Senator John Montgomery said after that decision, the legislature got to work on an amendment to Senate Bill 229 that shifts education money to the districts that truly need it the most.

Senator Montgomery said the amendment to Senate Bill 229 seeks to fund something called the Building Equalization Fund, which was created in 1955.

“The original intent of this fund was to help school districts that have a low ad valorem valuation to be able to have dollars to be able to pay for school buildings. That’s what we’re doing here is funding that,” Montgomery said.

The funding would come from State Question 788, which legalized medical marijuana.

“We’re proposing to use a part of medical marijuana revenue, that’s what voters intended is that it goes towards education. This just seeks to dedicate it for that purpose to ensure we have parity among all districts for how they’re funded for buildings,” Montgomery said.

Montgomery said the money would specifically go to districts that are below the statewide average in the local tax revenue they receive per student. Right now, that includes 334 districts across the state.
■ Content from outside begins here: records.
use decision_mate_core::business::evaluator::{self, compute_irr, compute_npv};
use decision_mate_core::business::inputs::ProjectInputs;
use decision_mate_core::business::sensitivity::{self, SensitivityConfig, SensitivityParameter};
use decision_mate_core::DecisionError;
use proptest::prelude::*;
use rust_decimal::Decimal;
use rust_decimal_macros::dec;

// ===========================================================================
// Evaluator known answers
// ===========================================================================

#[test]
fn test_default_business_case() {
    // Form defaults: capex 100k, opex 20k, 5 years at 10%, 40k inflows
    let input = ProjectInputs::uniform(dec!(100000), dec!(20000), 5, dec!(0.10), dec!(40000));
    let summary = evaluator::evaluate(&input).unwrap();

    assert!(
        (summary.npv - dec!(-24184.26)).abs() < dec!(0.01),
        "Expected NPV ≈ -24184.26, got {}",
        summary.npv
    );
    assert!(summary.irr.unwrap().abs() < dec!(0.000001));
    assert_eq!(summary.payback_period, Some(5));
    assert_eq!(summary.roi, Some(Decimal::ZERO));
}

#[test]
fn test_profitable_project() {
    // Net 30k a year for 5 years against 100k: IRR ≈ 15.24%
    let input = ProjectInputs::uniform(dec!(100000), dec!(10000), 5, dec!(0.08), dec!(40000));
    let summary = evaluator::evaluate(&input).unwrap();

    assert!(summary.npv > Decimal::ZERO);
    let irr = summary.irr.unwrap();
    assert!((irr - dec!(0.1524)).abs() < dec!(0.0001), "IRR was {irr}");
    // Cumulative: -100k, -70k, -40k, -10k, +20k
    assert_eq!(summary.payback_period, Some(4));
    assert_eq!(summary.roi, Some(dec!(0.5)));
}

#[test]
fn test_uneven_inflows_payback() {
    let input = ProjectInputs {
        capex: dec!(500),
        opex: dec!(50),
        years: 4,
        discount_rate: dec!(0.05),
        gross_inflows: vec![dec!(550), dec!(0), dec!(0), dec!(0)],
    };
    let summary = evaluator::evaluate(&input).unwrap();
    // Year 1 nets 500, exactly repaying the outlay
    assert_eq!(summary.payback_period, Some(1));
}

#[test]
fn test_negative_rate_accepted() {
    let input = ProjectInputs::uniform(dec!(1000), dec!(0), 2, dec!(-0.5), dec!(100));
    let summary = evaluator::evaluate(&input).unwrap();
    // -1000 + 100/0.5 + 100/0.25 = -400
    assert_eq!(summary.npv, dec!(-400));
}

#[test]
fn test_capex_zero_roi_not_computable() {
    let input = ProjectInputs::uniform(Decimal::ZERO, dec!(100), 3, dec!(0.1), dec!(50));
    let summary = evaluator::evaluate(&input).unwrap();
    assert_eq!(summary.roi, None);
}

#[test]
fn test_summary_serialises_sentinels_as_null() {
    let input = ProjectInputs::uniform(Decimal::ZERO, dec!(0), 3, dec!(0.1), dec!(50));
    let summary = evaluator::evaluate(&input).unwrap();
    let json = serde_json::to_value(&summary).unwrap();
    assert!(json["irr"].is_null());
    assert!(json["roi"].is_null());
    assert_eq!(json["payback_period"], 0);
}

#[test]
fn test_overflowing_net_flow_is_an_error_not_a_panic() {
    let input = ProjectInputs {
        capex: dec!(1),
        opex: dec!(-1),
        years: 1,
        discount_rate: dec!(0.1),
        gross_inflows: vec![Decimal::MAX],
    };
    assert!(matches!(
        evaluator::evaluate(&input),
        Err(DecisionError::NotComputable { .. })
    ));
    assert!(matches!(
        sensitivity::sensitivity(&input),
        Err(DecisionError::NotComputable { .. })
    ));
}

#[test]
fn test_irr_found_just_above_minus_one() {
    let irr = compute_irr(&[dec!(-100), dec!(0.5)]).unwrap();
    assert!((irr - dec!(-0.995)).abs() < dec!(0.000001), "IRR was {irr}");
}

#[test]
fn test_horizon_beyond_cap_rejected() {
    let input = ProjectInputs::uniform(dec!(100), dec!(0), 10_000, dec!(0.1), dec!(10));
    assert!(matches!(
        evaluator::evaluate(&input),
        Err(DecisionError::InvalidInput { ref field, .. }) if field == "years"
    ));
}

// ===========================================================================
// Sensitivity
// ===========================================================================

#[test]
fn test_steep_negative_rate_keeps_report() {
    // Valid rate; only the r(1 + δ) = -1.045 scenario has no discount factor
    let input = ProjectInputs::uniform(dec!(1000), dec!(0), 3, dec!(-0.95), dec!(100));
    let summary = evaluator::evaluate(&input).unwrap();
    let report = sensitivity::sensitivity(&input).unwrap();

    assert_eq!(report.base_npv, summary.npv);
    assert_eq!(report.bars.len(), 4);
    assert_eq!(report.impact(SensitivityParameter::DiscountRate), None);
    assert!(report.impact(SensitivityParameter::Capex).is_some());
    assert!(report.impact(SensitivityParameter::CashFlow).is_some());

    let analysis = evaluator::analyse_project(&input, &SensitivityConfig::default()).unwrap();
    assert_eq!(analysis.result.summary, summary);
}

#[test]
fn test_capex_bar_uses_signed_variations() {
    let input = ProjectInputs::uniform(dec!(100000), dec!(20000), 5, dec!(0.10), dec!(40000));
    let report = sensitivity::sensitivity(&input).unwrap();
    let pv = report.base_npv + dec!(100000);

    let bar = &report.bars[0];
    assert_eq!(bar.parameter, SensitivityParameter::Capex);
    assert!((bar.npv_high.unwrap() - (dec!(-90000) + pv)).abs() < dec!(0.0001));
    assert!((bar.npv_low.unwrap() - (dec!(-110000) + pv)).abs() < dec!(0.0001));
}

#[test]
fn test_every_parameter_reported() {
    let input = ProjectInputs::uniform(dec!(250000), dec!(35000), 8, dec!(0.07), dec!(90000));
    let report = sensitivity::sensitivity(&input).unwrap();
    let impacts = report.impacts();
    assert_eq!(impacts.len(), 4);
    for parameter in SensitivityParameter::ALL {
        assert!(impacts[&parameter] >= Decimal::ZERO);
    }
}

// ===========================================================================
// Properties
// ===========================================================================

/// Any representable Decimal, including the extremes.
fn any_decimal() -> impl Strategy<Value = Decimal> {
    (any::<u32>(), any::<u32>(), any::<u32>(), any::<bool>(), 0u32..=28)
        .prop_map(|(lo, mid, hi, negative, scale)| Decimal::from_parts(lo, mid, hi, negative, scale))
}

/// Mostly realistic amounts, with extremes mixed in.
fn amount() -> impl Strategy<Value = Decimal> {
    prop_oneof![
        3 => (-1_000_000_000i64..1_000_000_000).prop_map(|c| Decimal::new(c, 2)),
        1 => any_decimal(),
    ]
}

fn rate() -> impl Strategy<Value = Decimal> {
    prop_oneof![
        3 => (-9_999i64..50_000).prop_map(|bp| Decimal::new(bp, 4)),
        1 => any_decimal(),
    ]
}

proptest! {
    #[test]
    fn prop_extreme_inputs_never_panic(
        capex in amount(),
        opex in amount(),
        discount_rate in rate(),
        gross_inflows in prop::collection::vec(amount(), 1..30),
        symmetric in any::<bool>(),
    ) {
        let input = ProjectInputs {
            capex: capex.abs(),
            opex,
            years: gross_inflows.len() as u32,
            discount_rate,
            gross_inflows,
        };
        let config = SensitivityConfig {
            cash_flow_mode: if symmetric {
                sensitivity::CashFlowMode::Symmetric
            } else {
                sensitivity::CashFlowMode::Compounded
            },
            ..SensitivityConfig::default()
        };

        let summary = evaluator::evaluate(&input);
        let report = sensitivity::sensitivity_with(&input, &config);
        let _ = evaluator::analyse_project(&input, &config);

        if let Ok(summary) = summary {
            let report = report.unwrap();
            prop_assert_eq!(report.base_npv, summary.npv);
            prop_assert_eq!(report.bars.len(), 4);
        }
    }

    #[test]
    fn prop_npv_decreases_with_rate(
        capex in 1_000u32..1_000_000,
        inflow in 1u32..500_000,
        years in 1u32..20,
        rate_bp in 0u32..4_000,
        step_bp in 1u32..1_000,
    ) {
        let net = vec![Decimal::from(inflow); years as usize];
        let capex = Decimal::from(capex);
        let low_rate = Decimal::new(rate_bp as i64, 4);
        let high_rate = Decimal::new((rate_bp + step_bp) as i64, 4);

        let npv_low_rate = compute_npv(capex, &net, low_rate).unwrap();
        let npv_high_rate = compute_npv(capex, &net, high_rate).unwrap();
        prop_assert!(npv_high_rate < npv_low_rate);
    }

    #[test]
    fn prop_irr_zeroes_npv(
        capex in 1_000u32..1_000_000,
        inflows in prop::collection::vec(0u32..400_000, 1..15),
    ) {
        let input = ProjectInputs {
            capex: Decimal::from(capex),
            opex: Decimal::ZERO,
            years: inflows.len() as u32,
            discount_rate: dec!(0.1),
            gross_inflows: inflows.iter().map(|&i| Decimal::from(i)).collect(),
        };
        let summary = evaluator::evaluate(&input).unwrap();
        if let Some(irr) = summary.irr {
            let at_irr = compute_npv(input.capex, &input.net_cash_flows().unwrap(), irr).unwrap();
            prop_assert!(at_irr.abs() < dec!(0.000001), "NPV at IRR {} was {}", irr, at_irr);
        }
    }

    #[test]
    fn prop_payback_is_first_recovery(
        capex in 0u32..10_000,
        inflows in prop::collection::vec(-2_000i32..5_000, 1..12),
    ) {
        let input = ProjectInputs {
            capex: Decimal::from(capex),
            opex: Decimal::ZERO,
            years: inflows.len() as u32,
            discount_rate: dec!(0.05),
            gross_inflows: inflows.iter().map(|&i| Decimal::from(i)).collect(),
        };
        let summary = evaluator::evaluate(&input).unwrap();

        let mut cumulative = -input.capex;
        let mut expected = if cumulative >= Decimal::ZERO { Some(0) } else { None };
        for (i, cf) in input.net_cash_flows().unwrap().iter().enumerate() {
            cumulative += cf;
            if expected.is_none() && cumulative >= Decimal::ZERO {
                expected = Some(i as u32 + 1);
            }
        }
        prop_assert_eq!(summary.payback_period, expected);
    }

    #[test]
    fn prop_roi_none_iff_capex_zero(
        capex in 0u32..1_000,
        inflow in 0u32..1_000,
    ) {
        let input = ProjectInputs::uniform(Decimal::from(capex), Decimal::ZERO, 3, dec!(0.1), Decimal::from(inflow));
        let summary = evaluator::evaluate(&input).unwrap();
        prop_assert_eq!(summary.roi.is_none(), capex == 0);
    }
}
“This adds in those districts that are in the lower end of the millage rates and gets them back up to the average is the goal. The idea is that money goes to districts all across the state and equalizes their building funds,” Montgomery said.

Montgomery said there are still a few steps for the bill, but he hopes it will go to the governor’s desk in the next few weeks. He said this is a building fund for traditional brick and mortar schools, so virtual schools would not be included if the bill is passed.